Sunday, January 11, 2026: 11:40 AM
Wabash Room (Palmer House Hilton)
This paper examines varieties of caste and race-based categorizations of “untouchable” occupations across Asia after the trans-Atlantic slave trade’s abolition and waves of legal administrative action banning enslaved labor. A rich scholarship has shown how as empires struggled to refashion economic worlds after slavery, the question of what distinguished free from unfree labor became central to the workings of imperial rule. Looking across the British, French, Japanese, and Korean empires, formal and informal, across South, Southeast and East Asia during the 19th and early 20th centuries, I am interested in how—under what material and discursive conditions, through what regulatory processes—imperial powers redefined so-called traditional forms of labor, especially those performed by groups associated with putatively unclean, impure, or polluted tasks.

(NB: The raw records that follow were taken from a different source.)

//! Error taxonomy for the build engine.
//!
//! Per-file errors are turned into [`Diagnostic`](crate::diagnostic::Diagnostic)s
//! by the orchestrator. Only [`BuildError::ConfigurationConflict`] aborts a whole run.

use std::path::{Path, PathBuf};
use thiserror::Error;

/// Result alias used across the crate.
pub type BuildResult<T> = Result<T, BuildError>;

/// Errors raised while resolving, concatenating or compiling sources.
#[derive(Debug, Error)]
#[non_exhaustive]
pub enum BuildError {
    /// Root or imported source file does not exist
    #[error("source not found: {}", .path.display())]
    NotFound { path: PathBuf },

    /// Read or write failure
    #[error("I/O error on {}: {source}", .path.display())]
    IoFailure {
        path: PathBuf,
        #[source]
        source: std::io::Error,
    },

    /// The backend rejected the source
    #[error("compilation failed for {}: {message}", .path.display())]
    CompileFailure { path: PathBuf, message: String },

    /// An output directory could not be created
    #[error("cannot create output directory {}: {source}", .path.display())]
    DirectoryCreateFailure {
        path: PathBuf,
        #[source]
        source: std::io::Error,
    },

    /// Two mutually exclusive options were set together
    #[error("configuration conflict: {0}")]
    ConfigurationConflict(String),

    /// Include/exclude patterns could not be expanded
    #[error(transparent)]
    Discovery(#[from] crate::build::DiscoveryError),
}

impl BuildError {
    /// Wrap an I/O error, mapping `NotFound` onto [`BuildError::NotFound`].
    pub fn io(path: impl AsRef<Path>, source: std::io::Error) -> Self {
        let path = path.as_ref().to_path_buf();
        if source.kind() == std::io::ErrorKind::NotFound {
            BuildError::NotFound { path }
        } else {
            BuildError::IoFailure { path, source }
        }
    }

    /// Short kind label used in diagnostics and JSON reports.
    pub fn kind(&self) -> &'static str {
        match self {
            BuildError::NotFound { .. } => "NotFound",
            BuildError::IoFailure { .. } => "IOFailure",
            BuildError::CompileFailure { .. } => "CompileFailure",
            BuildError::DirectoryCreateFailure { .. } => "DirectoryCreateFailure",
            BuildError::ConfigurationConflict(_) => "ConfigurationConflict",
            BuildError::Discovery(_) => "Discovery",
        }
    }
}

From professed “discoveries” of indigenous debt bondage arrangements in India and Burma to relabelings of low-status occupations according to formal status hierarchies in Korea and Japan, the ways by which empires embarked upon such projects and the racialized, caste and caste-like categories employed were sometimes similar, sometimes different, shifting in sync at some moments while diverging at others. By way of tracing diverse imperial formations as such, both between and among Asian and European powers, this paper hopes to reflect more broadly on when and how mimetic learning among empires occurred (or did not) from a comparative and trans-regional perspective.